Une telle avancée ne peut faire de dif­férence dans ce con­flit pour plusieurs raisons. Déjà, parce que le crime d’écocide n’est pas encore recon­nu en droit inter­na­tion­al, et qu’une telle recon­nais­sance vis­erait prin­ci­pale­ment les sit­u­a­tions d’atteinte à l’environnement en temps de paix. En sit­u­a­tion de con­flit armé, la pro­tec­tion de l’environnement est règle­men­tée par le droit de la guerre. Ensuite, parce que cela con­cerne l’Union européenne, dont ni la Russie ni l’Ukraine ne sont mem­bres. Enfin, parce que cette recon­nais­sance n’est pas rétroac­tive : elle ne peut porter sur des faits passés.

Pourrait-on envisager des sanctions dans des juridictions mondiales, à l’image de la Cour pénale internationale (la CPI) qui poursuit des individus ?
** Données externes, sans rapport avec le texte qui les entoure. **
//! Scheduling rules.
//!
//! Rules use the `{"type": ..., "config": {...}}` JSON shape both for input
//! (manual forms, suggestion output, rule files) and for export.

use std::fmt;

use serde::{Deserialize, Serialize};
use serde_json::Value;

use crate::error::{ModelError, Result};
use crate::weights::PrioritizationWeights;

/// Tasks that must run together.
#[derive(Debug, Clone, PartialEq, Eq, Serialize, Deserialize)]
pub struct CoRunConfig {
    pub tasks: Vec<String>,
}

#[derive(Debug, Clone, PartialEq, Eq, Serialize, Deserialize)]
#[serde(rename_all = "camelCase")]
pub struct SlotRestrictionConfig {
    pub group: String,
    pub min_common_slots: u32,
}

#[derive(Debug, Clone, PartialEq, Eq, Serialize, Deserialize)]
#[serde(rename_all = "camelCase")]
pub struct LoadLimitConfig {
    pub group: String,
    pub max_slots_per_phase: u32,
}

#[derive(Debug, Clone, PartialEq, Eq, Serialize, Deserialize)]
#[serde(rename_all = "camelCase")]
pub struct PhaseWindowConfig {
    pub task: String,
    pub allowed_phases: Vec<u32>,
}

/// A scheduling rule. Closed set; every consumer matches exhaustively.
#[derive(Debug, Clone, PartialEq, Eq, Serialize, Deserialize)]
#[serde(tag = "type", content = "config", rename_all = "camelCase")]
pub enum Rule {
    CoRun(CoRunConfig),
    SlotRestriction(SlotRestrictionConfig),
    LoadLimit(LoadLimitConfig),
    PhaseWindow(PhaseWindowConfig),
}

impl Rule {
    pub fn co_run<I, S>(tasks: I) -> Self
    where
        I: IntoIterator<Item = S>,
        S: Into<String>,
    {
        Rule::CoRun(CoRunConfig {
            tasks: tasks.into_iter().map(Into::into).collect(),
        })
    }

    /// The `type` tag used in JSON.
    pub fn type_name(&self) -> &'static str {
        match self {
            Rule::CoRun(_) => "coRun",
            Rule::SlotRestriction(_) => "slotRestriction",
            Rule::LoadLimit(_) => "loadLimit",
            Rule::PhaseWindow(_) => "phaseWindow",
        }
    }

    /// Parses a single rule from JSON text.
    pub fn from_json(text: &str) -> Result<Self> {
        Ok(serde_json::from_str(text)?)
    }
}

impl fmt::Display for Rule {
    fn fmt(&self, f: &mut fmt::Formatter<'_>) -> fmt::Result {
        match self {
            Rule::CoRun(config) => write!(f, "coRun [{}]", config.tasks.join(", ")),
            Rule::SlotRestriction(config) => write!(
                f,
                "slotRestriction group={} minCommonSlots={}",
                config.group, config.min_common_slots
            ),
            Rule::LoadLimit(config) => write!(
                f,
                "loadLimit group={} maxSlotsPerPhase={}",
                config.group, config.max_slots_per_phase
            ),
            Rule::PhaseWindow(config) => {
                let phases: Vec<String> =
                    config.allowed_phases.iter().map(u32::to_string).collect();
                write!(f, "phaseWindow task={} phases=[{}]", config.task, phases.join(", "))
            }
        }
    }
}

const WEIGHTS_TYPE: &str = "weights";

/// Contents of an exported `rules.json`: the rules followed by an optional
/// `{"type": "weights", ...}` entry.
#[derive(Debug, Clone, Default, PartialEq)]
pub struct RulesDocument {
    pub rules: Vec<Rule>,
    pub weights: Option<PrioritizationWeights>,
}

impl RulesDocument {
    pub fn new(rules: Vec<Rule>, weights: Option<PrioritizationWeights>) -> Self {
        Self { rules, weights }
    }

    /// Parses a rules document. A bare rule object is accepted as a one-rule
    /// document.
    pub fn from_json(text: &str) -> Result<Self> {
        let value: Value = serde_json::from_str(text)?;
        let entries = match value {
            Value::Array(entries) => entries,
            Value::Object(_) => vec![value],
            _ => return Err(ModelError::RulesNotArray),
        };
        let mut document = RulesDocument::default();
        for entry in entries {
            if entry.get("type").and_then(Value::as_str) == Some(WEIGHTS_TYPE) {
                let config = entry.get("config").cloned().unwrap_or(Value::Null);
                let weights: PrioritizationWeights = serde_json::from_value(config)?;
                weights.validate()?;
                document.weights = Some(weights);
                continue;
            }
            document.rules.push(serde_json::from_value(entry)?);
        }
        Ok(document)
    }

    /// JSON array form, weights entry last.
    pub fn to_json_value(&self) -> Result<Value> {
        let mut entries = Vec::with_capacity(self.rules.len() + 1);
        for rule in &self.rules {
            entries.push(serde_json::to_value(rule)?);
        }
        if let Some(weights) = &self.weights {
            entries.push(serde_json::json!({
                "type": WEIGHTS_TYPE,
                "config": weights,
            }));
        }
        Ok(Value::Array(entries))
    }
}
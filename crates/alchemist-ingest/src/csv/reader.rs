//! CSV file reading into entity tables.

use std::fs::File;
use std::io::Read;
use std::path::Path;

use alchemist_model::{CellValue, Entity, Row, Table};
use csv::ReaderBuilder;

use crate::error::{IngestError, Result};

use super::header::resolve_headers;

/// Reads a CSV file into a table for `entity`.
///
/// Headers are resolved to canonical field names; every cell is kept as
/// text. Rows whose cells are all blank are skipped.
pub fn read_csv_table(path: &Path, entity: Entity) -> Result<Table> {
    let file = File::open(path).map_err(|e| IngestError::from_io(path, e))?;
    let table = parse_csv_table(file, entity, path)?;
    tracing::debug!(
        path = %path.display(),
        entity = %entity,
        rows = table.len(),
        columns = table.columns.len(),
        "loaded CSV table"
    );
    Ok(table)
}

/// Parses CSV content from any reader. `path` is only used in errors.
pub fn parse_csv_table<R: Read>(input: R, entity: Entity, path: &Path) -> Result<Table> {
    let mut reader = ReaderBuilder::new()
        .has_headers(true)
        .flexible(true)
        .from_reader(input);

    let headers = reader
        .headers()
        .map_err(|e| IngestError::CsvParse {
            path: path.to_path_buf(),
            source: e,
        })?
        .clone();
    if headers.is_empty() || headers.iter().all(|header| header.trim().is_empty()) {
        return Err(IngestError::EmptyCsv {
            path: path.to_path_buf(),
        });
    }

    let keys = resolve_headers(headers.iter(), entity);
    let columns: Vec<String> = keys.iter().filter(|key| !key.is_empty()).cloned().collect();

    let mut table = Table::new(entity, columns);
    for record in reader.records() {
        let record = record.map_err(|e| IngestError::CsvParse {
            path: path.to_path_buf(),
            source: e,
        })?;
        if record.iter().all(|value| value.trim().is_empty()) {
            continue;
        }

        let mut row = Row::new();
        for (key, value) in keys.iter().zip(record.iter()) {
            if key.is_empty() {
                continue;
            }
            row.insert(key.as_str(), CellValue::from(value));
        }
        table.push_row(row);
    }

    Ok(table)
}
Au niveau de la CPI, si l’on s’en réfère à l’arti­cle 8b du Statut de Rome, texte fon­da­teur de cette juri­dic­tion, il per­met en effet de pour­suiv­re des indi­vidus ayant dirigé inten­tion­nelle­ment une attaque en sachant qu’elle causerait à l’en­vi­ron­nement naturel des «dom­mages éten­dus, durables et graves et qui seraient man­i­feste­ment exces­sifs par rap­port à l’a­van­tage mil­i­taire atten­du».

La prin­ci­pale dif­fi­culté con­cerne ici la qual­i­fi­ca­tion de ces dom­mages «éten­dus, durables et graves» qui n’est tout sim­ple­ment pas définie ! Autre point : si l’on prend l’exemple de la destruc­tion, en juin 2023, du bar­rage ukrainien de Kakhov­ka (notre arti­cle) qui a pro­fondé­ment mar­qué les esprits pour engager la respon­s­abil­ité indi­vidu­elle de Vladimir Pou­tine, il faudrait aus­si être en mesure de rassem­bler les preuves matérielles mon­trant sa respon­s­abil­ité… Mais com­ment établir con­crète­ment cela ?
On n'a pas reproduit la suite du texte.